We evaluate our proposed model on two challenging datasets: CUB bird [25] and COCO [26]. The CUB bird dataset contains 8855 training images from 150 bird species and 2933 test images from 50 species, with each image accompanied by 10 textual descriptions. Due to the wide variety of bird morphologies represented in CUB, this dataset has become popular in the image generation community as it meets the diverse experimental needs of researchers. The COCO dataset includes 80,000 training images and 40,000 test images. Each image in the dataset is annotated with five different textual descriptions. COCO images often depict multiple objects in various complex real-world scenes.
Currently, Fréchet Inception Distance (FID) [27] and R-precision [10] are two widely used and recognized metrics for evaluating the performance of generated images. In addition, the CLIPSIM (CS) metric [28], which leverages the CLIP encoder to assess the semantic consistency between text and image pairs, has become increasingly popular in various text-to-image training pipelines. Therefore, we adopt FID, CLIPSIM, and R-precision for assessing our model’s performance. FID measures the difference between generated and real images. It calculates the Fréchet distance between feature distributions of synthesized and real images in the feature space. A lower FID score indicates higher visual realism of the generated images. In contrast, a higher CLIPSIM score indicates stronger semantic alignment between the content of a generated image and its textual description. R-precision evaluates how well the generated image matches its corresponding text description. Higher R-precision values indicate better consistency between visual and textual content.
All experiments are conducted using a PyTorch-based framework on a single NVIDIA RTX 4090 GPU. We adopt the ViT-B/32 [15] architecture as the CLIP model backbone. The model is optimized using the Adam optimizer [29] with hyperparameters set to β1 = 0.0 and β2 = 0.9. These values follow the setting used in the GALIP model [8], as they have been empirically validated to enhance the stability of adversarial training and accelerate convergence in text-to-image generation tasks. Following the Two Time-Scale Update Rule (TTUR) [27], the learning rate is set to 0.0001 for the generator and 0.0004 for the discriminator. Our model is trained for 1500 epochs on both the CUB and COCO datasets.
To evaluate the performance of our CAFE-GAN, we compare it with several state-of-the-art methods. Representative GAN-based models include StackGAN++ [9], AttnGAN [10], DR-GAN [30], DF-GAN [16], DAE-GAN [31], LAFITE [32], GALIP [8], RAT-GAN [17], and DMF-GAN [2]. As shown in Table 1, our proposed CAFE-GAN demonstrates significant performance advantages over these advanced GAN-based models on both the CUB and COCO datasets. For example, compared with LAFITE [32], our model improves the FID score from 14.58 to 9.84, and the CLIPSIM (CS) score from 0.3125 to 0.3286 on the CUB dataset. On the COCO dataset, FID is improved from 8.21 to 5.62, and CS increases from 0.3325 to 0.3418.

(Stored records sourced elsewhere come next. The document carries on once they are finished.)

fn render_optimizer(app: &mut App, frame: &mut Frame, area: Rect) {
    let state = app.state();
    let Some(optimized) = state.optimized.clone() else {
        let message = match state.status {
            Status::Analyzing => Line::from(Span::styled(
                format!("{}{}", state.message.trim_end_matches('.'), app.ellipsis()),
                Style::default().fg(Color::Yellow),
            )),
            Status::Error => Line::from(Span::styled(
                format!("{} (press e to retry)", state.message),
                Style::default().fg(Color::Red),
            )),
            _ if state.data.is_some() => Line::from("Press e to generate optimized content."),
            _ => Line::from(dim("Load a profile first, then enhance it from the profile view.")),
        };
        let empty = Paragraph::new(message)
            .block(Block::default().borders(Borders::ALL).title(" AI Enhancer "))
            .wrap(Wrap { trim: true });
        frame.render_widget(empty, area);
        return;
    };

    let [list_area, detail_area] =
        Layout::horizontal([Constraint::Length(30), Constraint::Min(0)]).areas(area);

    let items: Vec<ListItem> = Section::all()
        .iter()
        .map(|section| {
            let mut spans = vec![Span::raw(format!(" {} ", section.title()))];
            if state.is_regenerating(*section) {
                spans.push(Span::styled(
                    format!("rewriting{}", app.ellipsis()),
                    Style::default().fg(Color::Yellow).add_modifier(Modifier::ITALIC),
                ));
            }
            ListItem::new(Line::from(spans))
        })
        .collect();

    let list = List::new(items)
        .block(
            Block::default()
                .borders(Borders::ALL)
                .border_style(Style::default().fg(Color::Cyan))
                .title(" Sections "),
        )
        .highlight_style(
            Style::default()
                .bg(Color::Blue)
                .fg(Color::White)
                .add_modifier(Modifier::BOLD),
        )
        .highlight_symbol("> ");

    let section = app.selected_section();
    let editing = app.input_mode == InputMode::Editing;
    let before = current_text(state.data.as_ref(), section);
    let after = match section {
        Section::Headline => optimized.headline.clone(),
        Section::About => optimized.about.clone(),
        Section::ExperienceBullets => optimized
            .experience_bullets
            .iter()
            .map(|b| format!("• {}", b))
            .collect::<Vec<_>>()
            .join("\n"),
    };
    let regenerating = state.is_regenerating(section);
    let ellipsis = app.ellipsis();

    frame.render_stateful_widget(list, list_area, &mut app.section_state);

    let [before_area, after_area, feedback_area] = Layout::vertical([
        Constraint::Percentage(35),
        Constraint::Min(0),
        Constraint::Length(3),
    ])
    .areas(detail_area);

    let before_text = if before.is_empty() {
        Text::from(dim("(empty on the scraped profile)"))
    } else {
        Text::from(before)
    };
    frame.render_widget(
        Paragraph::new(before_text)
            .style(Style::default().fg(Color::Gray))
            .block(
                Block::default()
                    .borders(Borders::ALL)
                    .border_style(Style::default().fg(Color::DarkGray))
                    .title(" Current "),
            )
            .wrap(Wrap { trim: true }),
        before_area,
    );

    let after_title = if regenerating {
        format!(" Suggested {} · rewriting{} ", section.title(), ellipsis)
    } else {
        format!(" Suggested {} ", section.title())
    };
    let after_lines: Vec<Line> = after.lines().map(parse_markdown_line).collect();
    frame.render_widget(
        Paragraph::new(after_lines)
            .block(
                Block::default()
                    .borders(Borders::ALL)
                    .border_style(Style::default().fg(Color::Green))
                    .title(after_title),
            )
            .wrap(Wrap { trim: true }),
        after_area,
    );

    let feedback_block = Block::default()
        .borders(Borders::ALL)
        .border_style(Style::default().fg(if editing { Color::Yellow } else { Color::DarkGray }))
        .title(" Feedback (f to type, r for default) ");
    let cursor_x = render_input(
        frame,
        feedback_area,
        feedback_block,
        &app.feedback_input,
        app.feedback_cursor,
        section.default_feedback(),
    );
    if editing {
        frame.set_cursor_position((feedback_area.x + cursor_x + 1, feedback_area.y + 1));
    }
}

Moreover, our model exhibits competitive performance when compared to several large-scale text-to-image generation models, including DALL·E [18], DALL·E 2 [6], CogView [19], CogView2 [20], Parti [33], VQ-Diffusion [34], GLIDE [35], Imagen [5], and LDM [7]. Detailed results can be found in Table 2. These large models typically require massive GPU resources and weeks of pretraining, whereas our model is significantly more resource-efficient and well-suited for environments with limited computational capabilities. To further validate the computational efficiency of our method, we compare the inference time with several representative diffusion models and GAN baselines. As reported in Table 2, our model achieves faster generation speed (90 ms/image) compared to diffusion-based methods like Imagen and GLIDE, while maintaining a competitive FID score.

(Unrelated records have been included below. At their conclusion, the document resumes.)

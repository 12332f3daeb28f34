//! Application state machine.
//!
//! All mutation of [`AppState`] goes through [`reduce`]. User actions that
//! need a collaborator return an [`Effect`]; the effect's result comes back
//! later as [`Action::Completed`]. Scrape, optimize and regenerate requests
//! carry a generation token, and only the latest token for an operation is
//! allowed to land.

use tracing::{debug, info, warn};

use crate::profile::Profile;
use crate::state::{AppState, ChatMessage, OptimizedContent, Section, Status, View};

pub const LINKEDIN_PROFILE_MARKER: &str = "linkedin.com/in/";
pub const INVALID_URL_MESSAGE: &str = "Invalid LinkedIn URL";
pub const SCRAPING_MESSAGE: &str = "Fetching complete profile data...";
pub const ANALYZING_MESSAGE: &str = "Optimizing strategy...";

#[derive(Debug, Clone, PartialEq, Eq)]
pub enum Action {
    Submit(String),
    Enhance,
    Regenerate { section: Section, feedback: String },
    SetChatInput(String),
    SendChatMessage(String),
    Navigate(View),
    ToggleNavigation,
    ReturnToOnboarding,
    DismissNotice,
    Completed(Completion),
}

/// Collaborator results, carrying failures as their display message.
#[derive(Debug, Clone, PartialEq, Eq)]
pub enum Completion {
    Scraped {
        token: u64,
        result: Result<Profile, String>,
    },
    Optimized {
        token: u64,
        result: Result<OptimizedContent, String>,
    },
    Regenerated {
        section: Section,
        token: u64,
        result: Result<String, String>,
    },
    ChatReplied {
        result: Result<String, String>,
    },
}

/// A collaborator call requested by a transition.
#[derive(Debug, Clone, PartialEq, Eq)]
pub enum Effect {
    Scrape {
        token: u64,
        url: String,
    },
    Optimize {
        token: u64,
        profile: Profile,
    },
    Regenerate {
        token: u64,
        section: Section,
        feedback: String,
        profile: Profile,
    },
    GenerateFreeform {
        message: String,
        transcript: Vec<ChatMessage>,
    },
}

pub fn is_linkedin_profile_url(url: &str) -> bool {
    url.contains(LINKEDIN_PROFILE_MARKER)
}

pub fn reduce(state: &mut AppState, action: Action) -> Vec<Effect> {
    match action {
        Action::Submit(url) => submit(state, url),
        Action::Enhance => enhance(state),
        Action::Regenerate { section, feedback } => regenerate(state, section, feedback),
        Action::SetChatInput(text) => {
            state.chat_input = text;
            Vec::new()
        }
        Action::SendChatMessage(text) => send_chat_message(state, text),
        Action::Navigate(view) => {
            debug!(?view, "navigate");
            state.view = view;
            state.nav_open = false;
            Vec::new()
        }
        Action::ToggleNavigation => {
            state.nav_open = !state.nav_open;
            Vec::new()
        }
        Action::ReturnToOnboarding => {
            info!("returning to onboarding");
            state.view = View::Onboarding;
            state.status = Status::Idle;
            state.nav_open = false;
            // Late scrape/optimize results must not pull the user back out.
            state.tokens.issue_scrape();
            state.tokens.issue_optimize();
            Vec::new()
        }
        Action::DismissNotice => {
            state.notice = None;
            Vec::new()
        }
        Action::Completed(completion) => {
            complete(state, completion);
            Vec::new()
        }
    }
}

fn submit(state: &mut AppState, url: String) -> Vec<Effect> {
    let url = url.trim().to_string();
    if !is_linkedin_profile_url(&url) {
        info!(%url, "rejected profile url");
        state.status = Status::Error;
        state.message = INVALID_URL_MESSAGE.to_string();
        return Vec::new();
    }

    let token = state.tokens.issue_scrape();
    info!(%url, token, "scraping profile");
    state.status = Status::Scraping;
    state.message = SCRAPING_MESSAGE.to_string();
    vec![Effect::Scrape { token, url }]
}

fn enhance(state: &mut AppState) -> Vec<Effect> {
    let Some(profile) = state.data.clone() else {
        debug!("enhance ignored: no profile loaded");
        return Vec::new();
    };

    let token = state.tokens.issue_optimize();
    info!(token, "optimizing profile");
    state.status = Status::Analyzing;
    state.message = ANALYZING_MESSAGE.to_string();
    vec![Effect::Optimize { token, profile }]
}

fn regenerate(state: &mut AppState, section: Section, feedback: String) -> Vec<Effect> {
    let (Some(_), Some(profile)) = (&state.optimized, &state.data) else {
        debug!(%section, "regenerate ignored: nothing to rewrite");
        return Vec::new();
    };
    let profile = profile.clone();

    let feedback = if feedback.trim().is_empty() {
        section.default_feedback().to_string()
    } else {
        feedback.trim().to_string()
    };

    let token = state.tokens.issue_regenerate(section);
    info!(%section, %feedback, token, "regenerating section");
    state.notice = None;
    if !state.regenerating.contains(&section) {
        state.regenerating.push(section);
    }
    vec![Effect::Regenerate {
        token,
        section,
        feedback,
        profile,
    }]
}

fn send_chat_message(state: &mut AppState, text: String) -> Vec<Effect> {
    if text.trim().is_empty() {
        return Vec::new();
    }

    let transcript = state.chat_history.clone();
    state.chat_history.push(ChatMessage::user(text.clone()));
    state.chat_input.clear();
    state.chat_pending += 1;
    state.notice = None;
    debug!(history = transcript.len(), "sending chat message");
    vec![Effect::GenerateFreeform {
        message: text,
        transcript,
    }]
}

fn complete(state: &mut AppState, completion: Completion) {
    match completion {
        Completion::Scraped { token, result } => {
            if !state.tokens.is_current_scrape(token) {
                warn!(token, "discarding stale scrape result");
                return;
            }
            match result {
                Ok(profile) => {
                    info!(name = %profile.full_name, "profile loaded");
                    state.status = Status::Success;
                    state.message.clear();
                    state.view = View::ProfileView;
                    state.data = Some(profile);
                    // Rewrites of the previous profile no longer apply.
                    state.optimized = None;
                    state.tokens.issue_optimize();
                    for section in Section::all() {
                        state.tokens.issue_regenerate(section);
                    }
                    state.regenerating.clear();
                }
                Err(message) => {
                    warn!(%message, "scrape failed");
                    state.status = Status::Error;
                    state.message = message;
                }
            }
        }
        Completion::Optimized { token, result } => {
            if !state.tokens.is_current_optimize(token) {
                warn!(token, "discarding stale optimization result");
                return;
            }
            match result {
                Ok(optimized) => {
                    info!(bullets = optimized.experience_bullets.len(), "profile optimized");
                    state.status = Status::Success;
                    state.message.clear();
                    state.view = View::AiOptimizer;
                    state.optimized = Some(optimized);
                }
                Err(message) => {
                    warn!(%message, "optimization failed");
                    state.status = Status::Error;
                    state.message = message;
                }
            }
        }
        Completion::Regenerated {
            section,
            token,
            result,
        } => {
            if !state.tokens.is_current_regenerate(section, token) {
                warn!(%section, token, "discarding stale regeneration result");
                return;
            }
            state.regenerating.retain(|s| *s != section);
            match (result, state.optimized.as_mut()) {
                (Ok(text), Some(optimized)) => {
                    info!(%section, "section regenerated");
                    optimized.apply(section, text);
                }
                (Ok(_), None) => {}
                (Err(message), _) => {
                    warn!(%section, %message, "section regeneration failed");
                    state.notice = Some(format!("Could not rewrite {}: {}", section.title(), message));
                }
            }
        }
        Completion::ChatReplied { result } => {
            state.chat_pending = state.chat_pending.saturating_sub(1);
            match result {
                Ok(reply) => state.chat_history.push(ChatMessage::assistant(reply)),
                Err(message) => {
                    warn!(%message, "post generation failed");
                    state.notice = Some(format!("Could not generate post: {}", message));
                }
            }
        }
    }
}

Extensive quantitative evaluations demonstrate that CAFE-GAN is capable of generating high-quality and diverse image samples, both for objects with rich fine-grained attributes and complex scenes involving multiple entities. In summary, CAFE-GAN achieves more effective high-quality image generation compared to existing models.
We further conduct a qualitative comparison between our model and several representative methods, including LAFITE [32], VQ-Diffusion [34], GALIP [8], and RAT-GAN [17]. As shown in Fig. 4, our model generates images maintaining better semantic consistency with the input text descriptions.

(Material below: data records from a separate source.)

//! AI rewriting collaborator: full-profile optimization, single-section
//! regeneration, and freeform post generation.

use std::sync::LazyLock;

use async_trait::async_trait;
use regex::Regex;
use serde_json::Value;
use tracing::{debug, info};

use crate::ai::LlmClient;
use crate::error::OptimizeError;
use crate::profile::{coerce_to_list, render_text, Profile};
use crate::state::{ChatMessage, ChatRole, OptimizedContent, Section};

/// Transcript entries included in a post generation prompt.
const MAX_TRANSCRIPT: usize = 20;

static JSON_FENCE_RE: LazyLock<Regex> = LazyLock::new(|| {
    Regex::new(r"(?s)```(?:json)?\s*(\{.*\})\s*```").expect("valid json fence regex")
});
static TEXT_FENCE_RE: LazyLock<Regex> = LazyLock::new(|| {
    Regex::new(r"(?s)^```(?:[A-Za-z]+\n)?\s*(.*?)\s*```$").expect("valid text fence regex")
});

#[async_trait]
pub trait ContentOptimizer: Send + Sync {
    async fn optimize_full(&self, profile: &Profile) -> Result<OptimizedContent, OptimizeError>;

    async fn regenerate_section(
        &self,
        section: Section,
        feedback: &str,
        profile: &Profile,
    ) -> Result<String, OptimizeError>;

    async fn generate_freeform(
        &self,
        message: &str,
        transcript: &[ChatMessage],
    ) -> Result<String, OptimizeError>;
}

/// [`ContentOptimizer`] backed by a chat model.
#[derive(Clone)]
pub struct LlmOptimizer {
    client: LlmClient,
    model: String,
}

impl LlmOptimizer {
    pub fn new(client: LlmClient, model: impl Into<String>) -> Self {
        Self {
            client,
            model: model.into(),
        }
    }
}

#[async_trait]
impl ContentOptimizer for LlmOptimizer {
    async fn optimize_full(&self, profile: &Profile) -> Result<OptimizedContent, OptimizeError> {
        info!(provider = self.client.provider().as_str(), model = %self.model, "requesting full optimization");
        let prompt = build_optimize_prompt(profile);
        let raw = self.client.query(&self.model, &prompt, true).await?;
        parse_optimized(&raw)
    }

    async fn regenerate_section(
        &self,
        section: Section,
        feedback: &str,
        profile: &Profile,
    ) -> Result<String, OptimizeError> {
        info!(%section, model = %self.model, "requesting section rewrite");
        let prompt = build_regenerate_prompt(section, feedback, profile);
        let raw = self.client.query(&self.model, &prompt, false).await?;
        let text = clean_text(&raw);
        if text.is_empty() {
            return Err(OptimizeError::EmptySection { section });
        }
        Ok(text)
    }

    async fn generate_freeform(
        &self,
        message: &str,
        transcript: &[ChatMessage],
    ) -> Result<String, OptimizeError> {
        debug!(history = transcript.len(), "requesting post draft");
        let prompt = build_post_prompt(message, transcript);
        let raw = self.client.query(&self.model, &prompt, false).await?;
        Ok(raw.trim().to_string())
    }
}

pub fn build_optimize_prompt(profile: &Profile) -> String {
    let mut prompt = String::new();
    prompt.push_str("You are an expert LinkedIn profile strategist and copywriter. ");
    prompt.push_str("Rewrite the profile below so it reads like a high-converting landing page: ");
    prompt.push_str("specific, outcome-focused, and keyword-rich for recruiters.\n\n");
    prompt.push_str("Profile:\n");
    prompt.push_str(&profile.summary());
    prompt.push_str("\nReturn a JSON object with exactly these keys:\n");
    prompt.push_str("  \"headline\": a headline under 220 characters,\n");
    prompt.push_str("  \"about\": a first-person About section of 3-5 short paragraphs,\n");
    prompt.push_str("  \"experienceBullets\": an array of 3-6 achievement bullets starting with action verbs.\n");
    prompt
}

pub fn build_regenerate_prompt(section: Section, feedback: &str, profile: &Profile) -> String {
    let target = match section {
        Section::Headline => "LinkedIn headline (under 220 characters)",
        Section::About => "LinkedIn About section",
        Section::ExperienceBullets => "single experience achievement bullet",
    };

    let mut prompt = String::new();
    prompt.push_str(&format!("Rewrite the {} for this profile.\n", target));
    prompt.push_str(&format!("Feedback from the user: {}\n\n", feedback));
    prompt.push_str("Profile:\n");
    prompt.push_str(&profile.summary());
    prompt.push_str("\nReply with the rewritten text only, no preamble, no quotes, no markdown.");
    prompt
}

pub fn build_post_prompt(message: &str, transcript: &[ChatMessage]) -> String {
    let mut prompt = String::new();
    prompt.push_str("You are a LinkedIn ghostwriter. Draft engaging, authentic posts ");
    prompt.push_str("with a strong hook, short paragraphs, and a closing question or call to action.\n\n");

    let start = transcript.len().saturating_sub(MAX_TRANSCRIPT);
    if start < transcript.len() {
        prompt.push_str("Conversation so far:\n");
        for entry in &transcript[start..] {
            let speaker = match entry.role {
                ChatRole::User => "User",
                ChatRole::Assistant => "Assistant",
            };
            prompt.push_str(&format!("{}: {}\n", speaker, entry.content));
        }
        prompt.push('\n');
    }

    prompt.push_str("User: ");
    prompt.push_str(message);
    prompt.push_str("\nAssistant:");
    prompt
}

/// Pulls the JSON object out of a model reply, tolerating code fences and
/// surrounding chatter.
fn extract_json(raw: &str) -> Option<&str> {
    if let Some(captures) = JSON_FENCE_RE.captures(raw) {
        return captures.get(1).map(|m| m.as_str());
    }
    let start = raw.find('{')?;
    let end = raw.rfind('}')?;
    (end > start).then(|| &raw[start..=end])
}

/// Parses an optimization reply through the normalizer, so string-valued
/// bullets or `{text}` objects are still accepted.
pub fn parse_optimized(raw: &str) -> Result<OptimizedContent, OptimizeError> {
    let json = extract_json(raw).ok_or_else(|| OptimizeError::MalformedResponse {
        reason: "no JSON object in reply".to_string(),
    })?;
    let value: Value = serde_json::from_str(json).map_err(|e| OptimizeError::MalformedResponse {
        reason: e.to_string(),
    })?;

    let bullets_value = match &value["experienceBullets"] {
        Value::Null => &value["experience_bullets"],
        other => other,
    };

    let content = OptimizedContent {
        headline: render_text(&value["headline"]).trim().to_string(),
        about: render_text(&value["about"]).trim().to_string(),
        experience_bullets: coerce_to_list(bullets_value)
            .iter()
            .map(|b| render_text(b).trim().to_string())
            .filter(|b| !b.is_empty())
            .collect(),
    };

    let mut missing = Vec::new();
    if content.headline.is_empty() {
        missing.push("headline");
    }
    if content.about.is_empty() {
        missing.push("about");
    }
    if content.experience_bullets.is_empty() {
        missing.push("experienceBullets");
    }
    if !missing.is_empty() {
        return Err(OptimizeError::MalformedResponse {
            reason: format!("missing {}", missing.join(", ")),
        });
    }
    Ok(content)
}

/// Strips wrapping quotes and code fences from a single-section reply.
fn clean_text(raw: &str) -> String {
    let trimmed = raw.trim();
    let trimmed = TEXT_FENCE_RE
        .captures(trimmed)
        .and_then(|c| c.get(1))
        .map_or(trimmed, |m| m.as_str());
    trimmed
        .strip_prefix('"')
        .and_then(|s| s.strip_suffix('"'))
        .unwrap_or(trimmed)
        .trim()
        .to_string()
}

Figure 4: Example images synthesized from test set text descriptions of the CUB dataset using LAFITE [32], VQ-Diffusion [34], GALIP [8], RAT-GAN [17], and our proposed CAFE-GAN
For instance, in Column 1, given the input text “This bird is white with brown and has a very short beak”, our model generates an image with a more realistic appearance, whereas the images generated by other models exhibit various visual artifacts or inconsistencies. Across multiple columns, the superiority of our model’s performance becomes apparent. In Column 3, both LAFITE [32] and VQ-Diffusion [34] produce birds with blurred shapes and overly simplistic backgrounds. In Column 4, RAT-GAN [17] synthesizes an incompletely shaped bird. Additionally, in Column 5, GALIP generates a bird with an unnatural and distorted appearance.
Qualitative results on the COCO dataset are shown in Fig. 5, where our model produces images that are more photorealistic and semantically accurate. In Column 1, the image generated by RAT-GAN [17] does not visually correspond to the semantics provided by the input text. In Columns 2 and 3, GALIP [8] fails to clearly and completely generate the objects specified in the descriptions. In Columns 4 and 5, while both VQ-Diffusion [34] and LAFITE [32] produce semantically relevant images, our model yields superior visual quality, with correctly shaped objects and clearly rendered fine-grained details.

Figure 5: Example images synthesized from test set text descriptions of the COCO dataset using LAFITE [32], VQ-Diffusion [34], GALIP [8], RAT-GAN [17], and our proposed CAFE-GAN
To provide a more comprehensive evaluation of our model’s performance, we further include typical failure cases in Fig. 6. These examples illustrate two main limitations of our current CAFE-GAN. When the input text contains rare species names (e.g., “wren-like beak” or “hooded merganser”) or uncommon objects, the model struggles to retrieve accurate visual priors and often generates semantically mismatched images. For text prompts involving multiple entities with relative spatial layouts (e.g., “a man on a motorcycle next to a yellow van”), the generator fails to correctly capture and organize spatial relationships, leading to blurry or chaotic compositions. We believe these limitations stem from the single-stage GAN architecture’s limited ability to model hierarchical spatial dependencies and the lack of fine-grained grounding of uncommon textual tokens. In future work, we plan to incorporate spatial layout modules or scene-graph guidance to better handle complex composition, as well as vocabulary enhancement strategies to address rare textual descriptions.

Figure 6: Failure cases generated by CAFE-GAN on the CUB and COCO datasets. These examples highlight typical limitations of our model in handling rare object descriptions (top row: birds) and complex spatial relationships (bottom row: multi-object COCO scenes)
To verify the effectiveness of each component in the CAFE-GAN, we conduct a series of ablation experiments on the COCO test set:
Baseline—A single-stage text-to-image GAN [16] is used as the baseline.
Baseline + Fusion Module (F-Module)—The fusion module is added to the baseline.
Baseline + Generation Module (G-Module)—The generation module is added to the baseline.
Baseline + Fusion Module + Generation Module—Combines the baseline with the complete fusion generative network.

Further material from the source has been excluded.